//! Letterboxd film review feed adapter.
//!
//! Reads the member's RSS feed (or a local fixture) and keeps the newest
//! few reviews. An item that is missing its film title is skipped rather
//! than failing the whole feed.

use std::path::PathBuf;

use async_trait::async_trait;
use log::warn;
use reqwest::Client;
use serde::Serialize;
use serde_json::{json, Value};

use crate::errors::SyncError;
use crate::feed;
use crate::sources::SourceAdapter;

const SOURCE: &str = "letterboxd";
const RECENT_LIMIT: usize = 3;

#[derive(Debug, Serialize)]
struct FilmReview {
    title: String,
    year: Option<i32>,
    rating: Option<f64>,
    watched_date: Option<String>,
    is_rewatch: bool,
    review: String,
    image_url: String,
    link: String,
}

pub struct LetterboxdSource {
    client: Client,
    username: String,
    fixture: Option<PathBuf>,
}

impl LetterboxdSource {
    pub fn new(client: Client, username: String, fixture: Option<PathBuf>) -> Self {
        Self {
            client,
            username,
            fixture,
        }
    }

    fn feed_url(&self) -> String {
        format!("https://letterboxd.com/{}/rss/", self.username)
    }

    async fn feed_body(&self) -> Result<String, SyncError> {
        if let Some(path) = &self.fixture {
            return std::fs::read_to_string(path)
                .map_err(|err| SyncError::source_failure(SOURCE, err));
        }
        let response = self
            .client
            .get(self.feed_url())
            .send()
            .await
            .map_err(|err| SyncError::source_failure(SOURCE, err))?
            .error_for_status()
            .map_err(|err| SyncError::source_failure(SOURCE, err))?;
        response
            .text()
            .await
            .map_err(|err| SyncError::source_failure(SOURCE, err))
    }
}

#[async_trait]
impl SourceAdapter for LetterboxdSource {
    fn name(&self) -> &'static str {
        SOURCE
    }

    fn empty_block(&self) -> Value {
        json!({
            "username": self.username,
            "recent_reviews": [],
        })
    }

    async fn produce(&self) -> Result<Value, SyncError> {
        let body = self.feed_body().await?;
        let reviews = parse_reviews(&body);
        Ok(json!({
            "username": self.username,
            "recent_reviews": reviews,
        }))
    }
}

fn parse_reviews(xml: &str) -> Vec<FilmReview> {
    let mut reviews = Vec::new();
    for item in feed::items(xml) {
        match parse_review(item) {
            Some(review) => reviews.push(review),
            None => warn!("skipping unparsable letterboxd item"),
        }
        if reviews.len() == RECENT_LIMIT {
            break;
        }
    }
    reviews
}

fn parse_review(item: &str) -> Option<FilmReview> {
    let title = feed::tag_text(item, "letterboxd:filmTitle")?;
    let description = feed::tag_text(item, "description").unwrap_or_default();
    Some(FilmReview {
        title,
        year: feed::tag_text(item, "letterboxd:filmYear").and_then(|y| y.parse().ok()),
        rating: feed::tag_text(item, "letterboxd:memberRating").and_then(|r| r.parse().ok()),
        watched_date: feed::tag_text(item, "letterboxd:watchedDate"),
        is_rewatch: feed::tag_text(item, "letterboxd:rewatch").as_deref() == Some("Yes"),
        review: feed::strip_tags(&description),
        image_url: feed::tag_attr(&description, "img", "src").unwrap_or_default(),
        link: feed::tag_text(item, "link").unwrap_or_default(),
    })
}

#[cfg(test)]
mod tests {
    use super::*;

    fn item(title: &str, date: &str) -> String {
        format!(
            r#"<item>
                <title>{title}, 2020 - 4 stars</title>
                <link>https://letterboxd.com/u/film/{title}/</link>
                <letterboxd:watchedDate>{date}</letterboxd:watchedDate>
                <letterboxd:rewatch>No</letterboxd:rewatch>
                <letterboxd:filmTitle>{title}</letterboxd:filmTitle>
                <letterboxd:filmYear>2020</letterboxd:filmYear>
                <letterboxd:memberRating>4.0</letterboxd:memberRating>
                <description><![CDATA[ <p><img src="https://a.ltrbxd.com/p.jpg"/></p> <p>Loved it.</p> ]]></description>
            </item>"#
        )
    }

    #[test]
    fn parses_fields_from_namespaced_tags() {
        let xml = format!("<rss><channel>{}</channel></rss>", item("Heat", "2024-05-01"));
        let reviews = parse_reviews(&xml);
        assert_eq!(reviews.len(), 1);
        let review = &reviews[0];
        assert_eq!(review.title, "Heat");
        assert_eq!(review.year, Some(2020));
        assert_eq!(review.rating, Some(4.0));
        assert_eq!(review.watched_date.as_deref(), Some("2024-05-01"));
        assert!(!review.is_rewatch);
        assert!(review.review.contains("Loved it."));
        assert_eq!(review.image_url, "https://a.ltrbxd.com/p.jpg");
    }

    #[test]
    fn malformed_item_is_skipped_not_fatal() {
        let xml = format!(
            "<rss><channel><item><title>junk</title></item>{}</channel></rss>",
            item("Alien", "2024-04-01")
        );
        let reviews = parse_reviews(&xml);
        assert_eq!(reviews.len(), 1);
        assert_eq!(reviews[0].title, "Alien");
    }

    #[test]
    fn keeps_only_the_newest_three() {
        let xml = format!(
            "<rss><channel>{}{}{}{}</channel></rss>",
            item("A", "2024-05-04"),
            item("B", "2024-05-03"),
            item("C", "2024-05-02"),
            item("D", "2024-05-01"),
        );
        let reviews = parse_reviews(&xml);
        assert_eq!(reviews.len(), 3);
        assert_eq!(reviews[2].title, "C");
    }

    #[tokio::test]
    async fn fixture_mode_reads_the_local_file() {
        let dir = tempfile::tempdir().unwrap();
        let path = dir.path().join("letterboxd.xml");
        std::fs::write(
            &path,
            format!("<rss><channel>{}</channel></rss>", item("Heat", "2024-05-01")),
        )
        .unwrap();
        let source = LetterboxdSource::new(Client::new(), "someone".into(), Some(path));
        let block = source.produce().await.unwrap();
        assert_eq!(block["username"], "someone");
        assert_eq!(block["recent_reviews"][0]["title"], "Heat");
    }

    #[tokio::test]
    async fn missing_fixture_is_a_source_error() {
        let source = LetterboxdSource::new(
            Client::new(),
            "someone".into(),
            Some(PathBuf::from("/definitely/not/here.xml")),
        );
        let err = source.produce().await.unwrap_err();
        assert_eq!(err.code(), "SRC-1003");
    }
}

--

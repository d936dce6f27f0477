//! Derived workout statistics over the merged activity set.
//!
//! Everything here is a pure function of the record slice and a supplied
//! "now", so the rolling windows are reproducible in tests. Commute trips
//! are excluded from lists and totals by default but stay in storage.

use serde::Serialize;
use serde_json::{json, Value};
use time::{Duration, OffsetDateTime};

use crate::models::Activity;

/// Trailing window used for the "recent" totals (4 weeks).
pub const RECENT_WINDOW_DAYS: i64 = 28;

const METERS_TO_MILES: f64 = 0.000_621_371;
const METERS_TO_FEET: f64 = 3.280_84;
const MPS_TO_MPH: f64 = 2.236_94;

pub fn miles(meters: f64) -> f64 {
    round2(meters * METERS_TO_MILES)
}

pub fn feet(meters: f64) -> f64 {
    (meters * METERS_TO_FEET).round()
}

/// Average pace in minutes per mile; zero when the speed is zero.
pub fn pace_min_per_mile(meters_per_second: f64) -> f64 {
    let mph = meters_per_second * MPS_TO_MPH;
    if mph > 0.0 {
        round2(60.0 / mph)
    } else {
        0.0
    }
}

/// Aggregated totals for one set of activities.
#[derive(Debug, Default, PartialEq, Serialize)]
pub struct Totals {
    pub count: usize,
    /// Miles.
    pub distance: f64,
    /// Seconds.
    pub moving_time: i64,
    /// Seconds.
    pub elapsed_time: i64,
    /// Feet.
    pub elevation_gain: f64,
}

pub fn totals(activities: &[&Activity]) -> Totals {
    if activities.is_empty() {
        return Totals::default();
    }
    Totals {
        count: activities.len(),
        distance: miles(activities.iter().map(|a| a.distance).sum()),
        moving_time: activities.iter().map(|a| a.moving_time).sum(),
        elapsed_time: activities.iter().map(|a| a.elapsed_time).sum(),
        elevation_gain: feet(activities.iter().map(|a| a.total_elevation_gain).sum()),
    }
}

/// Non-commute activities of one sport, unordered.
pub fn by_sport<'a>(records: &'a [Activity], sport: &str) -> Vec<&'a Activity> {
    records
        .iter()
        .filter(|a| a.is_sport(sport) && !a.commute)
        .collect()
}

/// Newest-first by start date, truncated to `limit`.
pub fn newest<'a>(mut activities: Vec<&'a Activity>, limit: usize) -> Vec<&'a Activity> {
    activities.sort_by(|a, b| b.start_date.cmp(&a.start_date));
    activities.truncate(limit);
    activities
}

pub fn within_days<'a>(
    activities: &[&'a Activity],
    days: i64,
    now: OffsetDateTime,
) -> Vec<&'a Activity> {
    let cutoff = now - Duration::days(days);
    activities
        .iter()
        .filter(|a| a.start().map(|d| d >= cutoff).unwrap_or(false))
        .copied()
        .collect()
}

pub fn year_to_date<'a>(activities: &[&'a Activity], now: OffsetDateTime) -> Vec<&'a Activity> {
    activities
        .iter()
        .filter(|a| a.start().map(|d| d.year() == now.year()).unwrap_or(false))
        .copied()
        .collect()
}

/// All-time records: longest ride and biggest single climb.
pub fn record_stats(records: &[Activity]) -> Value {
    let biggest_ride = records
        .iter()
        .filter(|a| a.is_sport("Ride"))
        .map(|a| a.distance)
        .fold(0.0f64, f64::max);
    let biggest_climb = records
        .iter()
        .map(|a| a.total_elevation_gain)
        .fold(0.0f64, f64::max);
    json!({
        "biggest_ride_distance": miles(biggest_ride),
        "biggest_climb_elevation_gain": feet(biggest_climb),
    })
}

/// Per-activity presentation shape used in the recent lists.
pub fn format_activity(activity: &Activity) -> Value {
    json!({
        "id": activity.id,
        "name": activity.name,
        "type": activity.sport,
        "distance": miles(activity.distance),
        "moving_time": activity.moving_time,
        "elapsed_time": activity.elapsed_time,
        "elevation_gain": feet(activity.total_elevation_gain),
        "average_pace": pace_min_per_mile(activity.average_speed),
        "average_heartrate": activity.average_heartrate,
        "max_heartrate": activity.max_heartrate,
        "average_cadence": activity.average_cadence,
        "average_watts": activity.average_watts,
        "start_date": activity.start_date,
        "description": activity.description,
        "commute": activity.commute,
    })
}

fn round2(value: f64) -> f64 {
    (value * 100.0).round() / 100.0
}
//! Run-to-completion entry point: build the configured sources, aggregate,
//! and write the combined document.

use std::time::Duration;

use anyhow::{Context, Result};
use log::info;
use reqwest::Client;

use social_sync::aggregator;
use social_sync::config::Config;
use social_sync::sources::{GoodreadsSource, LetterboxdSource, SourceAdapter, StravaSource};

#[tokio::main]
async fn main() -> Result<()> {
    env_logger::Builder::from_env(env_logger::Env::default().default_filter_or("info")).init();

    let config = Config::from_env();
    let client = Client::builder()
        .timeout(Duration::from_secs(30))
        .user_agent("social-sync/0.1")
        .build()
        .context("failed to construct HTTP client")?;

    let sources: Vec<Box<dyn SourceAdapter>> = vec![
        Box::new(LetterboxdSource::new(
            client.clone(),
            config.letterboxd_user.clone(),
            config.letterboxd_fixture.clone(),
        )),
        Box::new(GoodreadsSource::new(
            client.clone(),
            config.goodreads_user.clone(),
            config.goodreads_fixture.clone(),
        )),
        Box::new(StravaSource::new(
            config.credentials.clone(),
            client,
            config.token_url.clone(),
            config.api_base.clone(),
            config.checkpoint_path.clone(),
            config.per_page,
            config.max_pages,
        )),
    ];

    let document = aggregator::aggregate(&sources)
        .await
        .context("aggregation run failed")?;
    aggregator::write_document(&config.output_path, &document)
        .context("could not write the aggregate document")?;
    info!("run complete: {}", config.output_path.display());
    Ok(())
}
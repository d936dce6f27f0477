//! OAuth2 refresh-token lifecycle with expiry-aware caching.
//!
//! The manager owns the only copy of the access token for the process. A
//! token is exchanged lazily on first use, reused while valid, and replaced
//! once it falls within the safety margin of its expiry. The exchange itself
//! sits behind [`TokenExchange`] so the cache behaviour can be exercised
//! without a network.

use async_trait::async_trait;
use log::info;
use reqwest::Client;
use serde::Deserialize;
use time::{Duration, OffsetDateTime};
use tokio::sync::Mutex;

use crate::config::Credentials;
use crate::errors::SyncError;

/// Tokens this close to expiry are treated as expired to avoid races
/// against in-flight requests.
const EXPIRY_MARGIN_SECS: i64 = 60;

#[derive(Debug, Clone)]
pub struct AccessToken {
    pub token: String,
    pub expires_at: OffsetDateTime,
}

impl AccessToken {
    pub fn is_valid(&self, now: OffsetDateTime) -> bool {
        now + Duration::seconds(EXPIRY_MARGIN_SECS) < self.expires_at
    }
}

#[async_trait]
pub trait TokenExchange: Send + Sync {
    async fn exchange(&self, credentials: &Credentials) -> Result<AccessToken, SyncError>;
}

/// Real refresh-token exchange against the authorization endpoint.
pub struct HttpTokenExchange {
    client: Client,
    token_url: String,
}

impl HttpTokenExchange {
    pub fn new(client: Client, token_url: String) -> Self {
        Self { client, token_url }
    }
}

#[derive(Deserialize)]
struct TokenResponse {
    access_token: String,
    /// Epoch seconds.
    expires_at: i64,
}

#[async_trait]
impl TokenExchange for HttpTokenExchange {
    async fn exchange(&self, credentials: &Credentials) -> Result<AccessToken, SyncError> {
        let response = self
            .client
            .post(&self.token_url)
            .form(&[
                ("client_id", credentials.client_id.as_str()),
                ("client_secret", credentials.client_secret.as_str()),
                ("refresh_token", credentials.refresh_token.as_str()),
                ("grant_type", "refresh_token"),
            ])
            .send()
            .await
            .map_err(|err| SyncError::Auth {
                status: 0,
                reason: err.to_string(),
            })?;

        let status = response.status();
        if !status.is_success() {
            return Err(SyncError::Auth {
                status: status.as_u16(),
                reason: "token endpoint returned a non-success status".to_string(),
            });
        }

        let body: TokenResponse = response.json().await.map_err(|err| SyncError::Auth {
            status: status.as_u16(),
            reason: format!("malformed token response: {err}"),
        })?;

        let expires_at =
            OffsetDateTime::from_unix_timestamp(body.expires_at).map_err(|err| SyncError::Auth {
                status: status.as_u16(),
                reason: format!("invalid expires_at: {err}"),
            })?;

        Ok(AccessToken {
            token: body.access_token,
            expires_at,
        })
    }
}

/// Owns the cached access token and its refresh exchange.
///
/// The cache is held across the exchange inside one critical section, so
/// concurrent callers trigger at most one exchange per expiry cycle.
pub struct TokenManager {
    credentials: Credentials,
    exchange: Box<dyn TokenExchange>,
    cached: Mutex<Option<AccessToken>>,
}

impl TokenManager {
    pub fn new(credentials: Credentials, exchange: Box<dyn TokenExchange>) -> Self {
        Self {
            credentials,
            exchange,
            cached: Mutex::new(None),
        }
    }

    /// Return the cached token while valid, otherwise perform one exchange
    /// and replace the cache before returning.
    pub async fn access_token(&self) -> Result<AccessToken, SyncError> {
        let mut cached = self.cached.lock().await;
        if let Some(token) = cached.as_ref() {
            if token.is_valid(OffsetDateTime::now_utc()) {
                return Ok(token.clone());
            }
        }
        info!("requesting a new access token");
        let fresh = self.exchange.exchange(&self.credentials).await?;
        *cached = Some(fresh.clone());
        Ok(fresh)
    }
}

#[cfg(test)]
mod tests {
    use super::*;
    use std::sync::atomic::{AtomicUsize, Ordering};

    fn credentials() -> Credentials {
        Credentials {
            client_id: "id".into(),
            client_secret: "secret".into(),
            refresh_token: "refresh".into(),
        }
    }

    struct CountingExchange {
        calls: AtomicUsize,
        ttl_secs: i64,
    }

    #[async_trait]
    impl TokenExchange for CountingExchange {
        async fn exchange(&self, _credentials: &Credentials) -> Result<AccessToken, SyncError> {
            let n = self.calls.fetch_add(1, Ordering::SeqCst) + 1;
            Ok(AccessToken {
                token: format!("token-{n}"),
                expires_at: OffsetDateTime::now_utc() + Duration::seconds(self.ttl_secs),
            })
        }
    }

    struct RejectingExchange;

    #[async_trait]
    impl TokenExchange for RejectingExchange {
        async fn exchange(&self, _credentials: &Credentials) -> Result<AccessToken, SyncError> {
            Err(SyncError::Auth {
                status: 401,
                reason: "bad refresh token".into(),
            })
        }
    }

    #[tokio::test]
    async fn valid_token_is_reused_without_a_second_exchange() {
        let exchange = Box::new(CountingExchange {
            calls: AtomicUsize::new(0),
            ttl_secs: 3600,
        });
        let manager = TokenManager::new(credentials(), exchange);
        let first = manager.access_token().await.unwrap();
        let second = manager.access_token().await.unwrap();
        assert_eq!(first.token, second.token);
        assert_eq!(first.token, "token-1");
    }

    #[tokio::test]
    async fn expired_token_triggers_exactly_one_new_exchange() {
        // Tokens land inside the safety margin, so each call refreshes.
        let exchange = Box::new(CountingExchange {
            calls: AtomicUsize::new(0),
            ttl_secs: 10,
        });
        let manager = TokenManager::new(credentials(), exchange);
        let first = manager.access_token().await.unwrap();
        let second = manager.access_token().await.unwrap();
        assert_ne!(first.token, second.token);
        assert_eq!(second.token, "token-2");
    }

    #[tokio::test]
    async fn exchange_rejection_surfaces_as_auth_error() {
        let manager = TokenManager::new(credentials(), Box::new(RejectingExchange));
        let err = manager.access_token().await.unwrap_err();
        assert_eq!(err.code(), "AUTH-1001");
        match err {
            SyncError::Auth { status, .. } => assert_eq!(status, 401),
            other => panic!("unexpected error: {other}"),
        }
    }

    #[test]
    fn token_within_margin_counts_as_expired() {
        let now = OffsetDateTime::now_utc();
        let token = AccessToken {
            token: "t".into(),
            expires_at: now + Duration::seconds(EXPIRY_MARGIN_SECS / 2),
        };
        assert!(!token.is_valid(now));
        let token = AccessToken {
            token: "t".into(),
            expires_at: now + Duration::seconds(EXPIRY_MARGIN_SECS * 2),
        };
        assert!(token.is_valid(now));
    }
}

▶ [Exercise description] Lines holding the string "calls" are the answer; copy each one from the listing above.

▶ [Solution to this problem]
        calls: AtomicUsize,
            let n = self.calls.fetch_add(1, Ordering::SeqCst) + 1;
            calls: AtomicUsize::new(0),
            calls: AtomicUsize::new(0),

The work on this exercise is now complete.